§ **Work to complete**
Please transcribe the following records in full, exactly as given.

** Opening Provided entries block **

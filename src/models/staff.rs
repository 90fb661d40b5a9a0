//! Staff directory types.
//!
//! The directory is owned by the external user service; records are
//! read-only here and referenced everywhere else by plain string id.

use serde::{Deserialize, Serialize};

/// A person in the staff directory.
#[derive(Debug, Clone, Serialize, Deserialize, PartialEq, Eq)]
pub struct Staff {
    pub id: String,
    pub username: String,
    pub department: String,
}

/// A staff reference as it appears on the wire.
///
/// The backend returns bare identifiers in some payloads and expanded
/// sub-objects in others. Lookups assume string equality, so every
/// reference is normalized to the plain id before it reaches local state.
#[derive(Debug, Clone, Serialize, Deserialize)]
#[serde(untagged)]
pub enum StaffRef {
    Id(String),
    Expanded { id: String, username: Option<String> },
}

impl StaffRef {
    /// Collapse the reference to its plain string id.
    pub fn into_id(self) -> String {
        match self {
            StaffRef::Id(id) => id,
            StaffRef::Expanded { id, .. } => id,
        }
    }

    /// Borrow the plain string id.
    pub fn id(&self) -> &str {
        match self {
            StaffRef::Id(id) => id,
            StaffRef::Expanded { id, .. } => id,
        }
    }
}

impl Staff {
    /// Find a staff member by id in a directory slice.
    pub fn find<'a>(directory: &'a [Staff], id: &str) -> Option<&'a Staff> {
        directory.iter().find(|s| s.id == id)
    }
}

#[cfg(test)]
mod tests {
    use super::*;

    #[test]
    fn test_bare_ref_deserializes() {
        let r: StaffRef = serde_json::from_str("\"u-17\"").unwrap();
        assert_eq!(r.into_id(), "u-17");
    }

    #[test]
    fn test_expanded_ref_deserializes() {
        let r: StaffRef = serde_json::from_str(r#"{"id": "u-17", "username": "lan.tran"}"#).unwrap();
        assert_eq!(r.id(), "u-17");
    }

    #[test]
    fn test_expanded_ref_without_username() {
        let r: StaffRef = serde_json::from_str(r#"{"id": "u-42"}"#).unwrap();
        assert_eq!(r.into_id(), "u-42");
    }

    #[test]
    fn test_find_in_directory() {
        let directory = vec![
            Staff {
                id: "u-1".to_string(),
                username: "an.ngo".to_string(),
                department: "customer-service".to_string(),
            },
            Staff {
                id: "u-2".to_string(),
                username: "binh.le".to_string(),
                department: "import-export".to_string(),
            },
        ];

        assert_eq!(Staff::find(&directory, "u-2").unwrap().username, "binh.le");
        assert!(Staff::find(&directory, "u-9").is_none());
    }
}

** Closing Provided entries block **

§ **Result of the task**
filename src/models/staff.rs
repository 90fb661d40b5a9a0
//! Staff directory types.
//!
//! The directory is owned by the external user service; records are
//! read-only here and referenced everywhere else by plain string id.

use serde::{Deserialize, Serialize};

/// A person in the staff directory.
#[derive(Debug, Clone, Serialize, Deserialize, PartialEq, Eq)]
pub struct Staff {
    pub id: String,
    pub username: String,
    pub department: String,
}

/// A staff reference as it appears on the wire.
///
/// The backend returns bare identifiers in some payloads and expanded
/// sub-objects in others. Lookups assume string equality, so every
/// reference is normalized to the plain id before it reaches local state.
#[derive(Debug, Clone, Serialize, Deserialize)]
#[serde(untagged)]
pub enum StaffRef {
    Id(String),
    Expanded { id: String, username: Option<String> },
}

impl StaffRef {
    /// Collapse the reference to its plain string id.
    pub fn into_id(self) -> String {
        match self {
            StaffRef::Id(id) => id,
            StaffRef::Expanded { id, .. } => id,
        }
    }

    /// Borrow the plain string id.
    pub fn id(&self) -> &str {
        match self {
            StaffRef::Id(id) => id,
            StaffRef::Expanded { id, .. } => id,
        }
    }
}

impl Staff {
    /// Find a staff member by id in a directory slice.
    pub fn find<'a>(directory: &'a [Staff], id: &str) -> Option<&'a Staff> {
        directory.iter().find(|s| s.id == id)
    }
}

#[cfg(test)]
mod tests {
    use super::*;

    #[test]
    fn test_bare_ref_deserializes() {
        let r: StaffRef = serde_json::from_str("\"u-17\"").unwrap();
        assert_eq!(r.into_id(), "u-17");
    }

    #[test]
    fn test_expanded_ref_deserializes() {
        let r: StaffRef = serde_json::from_str(r#"{"id": "u-17", "username": "lan.tran"}"#).unwrap();
        assert_eq!(r.id(), "u-17");
    }

    #[test]
    fn test_expanded_ref_without_username() {
        let r: StaffRef = serde_json::from_str(r#"{"id": "u-42"}"#).unwrap();
        assert_eq!(r.into_id(), "u-42");
    }

    #[test]
    fn test_find_in_directory() {
        let directory = vec![
            Staff {
                id: "u-1".to_string(),
                username: "an.ngo".to_string(),
                department: "customer-service".to_string(),
            },
            Staff {
                id: "u-2".to_string(),
                username: "binh.le".to_string(),
                department: "import-export".to_string(),
            },
        ];

        assert_eq!(Staff::find(&directory, "u-2").unwrap().username, "binh.le");
        assert!(Staff::find(&directory, "u-9").is_none());
    }
}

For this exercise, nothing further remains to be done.